Exercise directions = Search the listing below for the line containing "use crate::json::DataBlob;". From there through the line containing "survey's Control-type records.", transcribe every line exactly, both ends included.

(Data shown Opens)

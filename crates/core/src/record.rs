//! Stored record shapes
//!
//! These are the rows persisted by the store. They are deliberately plain:
//! all API shaping (control projection, field reshaping, links) happens in
//! the engine's serialization layer.

use crate::json::DataBlob;
use crate::types::{RecordId, SurveyId};
use chrono::{DateTime, Utc};
use serde::{Deserialize, Serialize};

/// Survey metadata row
///
/// The `control` mapping exposed by the API is not stored here; it is
/// reconstructed from the survey's Control-type records.
#[derive(Debug, Clone, PartialEq, Serialize, Deserialize)]
pub struct Survey {
    /// Store-assigned id
    pub id: SurveyId,
    /// Display name
    pub name: String,
    /// Free-text description
    #[serde(default)]
    pub description: String,
    /// Creation time
    pub created_at: DateTime<Utc>,
    /// Last modification time
    pub updated_at: DateTime<Utc>,
}

impl Survey {
    /// Build a new survey row stamped with the current time
    pub fn new(id: SurveyId, name: impl Into<String>, description: impl Into<String>) -> Self {
        let now = Utc::now();
        Survey {
            id,
            name: name.into(),
            description: description.into(),
            created_at: now,
            updated_at: now,
        }
    }

    /// Refresh `updated_at`
    pub fn touch(&mut self) {
        self.updated_at = Utc::now();
    }
}

/// Schema descriptor for a category of records
#[derive(Debug, Clone, PartialEq, Eq, Serialize, Deserialize)]
pub struct RecordType {
    /// Unique type name, e.g. "Control"
    #[serde(rename = "type")]
    pub name: String,
    /// Ordered list of recognised field names
    pub fields: Vec<String>,
}

impl RecordType {
    /// Create a record type
    pub fn new<I, S>(name: impl Into<String>, fields: I) -> Self
    where
        I: IntoIterator<Item = S>,
        S: Into<String>,
    {
        RecordType {
            name: name.into(),
            fields: fields.into_iter().map(Into::into).collect(),
        }
    }

    /// Whether `field` is declared by this type
    pub fn declares(&self, field: &str) -> bool {
        self.fields.iter().any(|f| f == field)
    }
}

/// A typed record owned by a survey
#[derive(Debug, Clone, PartialEq, Serialize, Deserialize)]
pub struct TypedRecord {
    /// Store-assigned id
    pub id: RecordId,
    /// Owning survey
    pub survey: SurveyId,
    /// Name of the record's type
    pub record_type: String,
    /// Opaque field blob
    pub data: DataBlob,
}

/// A question metadata record, scoped by name rather than by survey
#[derive(Debug, Clone, PartialEq, Serialize, Deserialize)]
pub struct QuestionRecord {
    /// Store-assigned id
    pub id: RecordId,
    /// Free-text scope identifier (may be empty)
    #[serde(default)]
    pub name: String,
    /// Name of the record's type
    pub record_type: String,
    /// Opaque field blob
    pub data: DataBlob,
}
//! Error conversion from internal error types.
//!
//! This module provides conversions from [`SurveyError`] to the executor's
//! [`Error`] type.

use crate::Error;
use survey_core::{EntityRef, SurveyError};

/// Convert a SurveyError to an executor Error.
///
/// Lookup failures are split by the kind of entity that was addressed.
impl From<SurveyError> for Error {
    fn from(err: SurveyError) -> Self {
        match err {
            SurveyError::Validation { message, missing } => Error::Validation {
                reason: message,
                missing,
            },

            SurveyError::NotFound { entity_ref } => {
                let entity_str = entity_ref.to_string();
                match &entity_ref {
                    EntityRef::Survey { .. } => Error::SurveyNotFound { survey: entity_str },
                    EntityRef::RecordType { name } => Error::RecordTypeNotFound {
                        record_type: name.clone(),
                    },
                    EntityRef::SurveyData { .. } | EntityRef::QuestionData { .. } => {
                        Error::RecordNotFound { record: entity_str }
                    }
                }
            }

            SurveyError::RecordTypeNotFound { name } => {
                Error::RecordTypeNotFound { record_type: name }
            }

            SurveyError::MissingContext { what } => Error::MissingContext { what },

            SurveyError::TransactionAborted { reason } => Error::Conflict {
                reason: format!("Transaction aborted: {}", reason),
            },

            SurveyError::Storage { message, source } => {
                let reason = if let Some(ref src) = source {
                    format!("{}: {}", message, src)
                } else {
                    message
                };
                Error::Io { reason }
            }

            SurveyError::Serialization { message } => Error::Serialization { reason: message },

            SurveyError::Internal { message } => Error::Internal { reason: message },
        }
    }
}

/// Convert a survey_core::SurveyResult to an executor Result.
pub fn convert_result<T>(result: survey_core::SurveyResult<T>) -> crate::Result<T> {
    result.map_err(Error::from)
}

(Data shown Closes)

Task output =
use crate::json::DataBlob;
use crate::types::{RecordId, SurveyId};
use chrono::{DateTime, Utc};
use serde::{Deserialize, Serialize};

/// Survey metadata row
///
/// The `control` mapping exposed by the API is not stored here; it is
/// reconstructed from the survey's Control-type records.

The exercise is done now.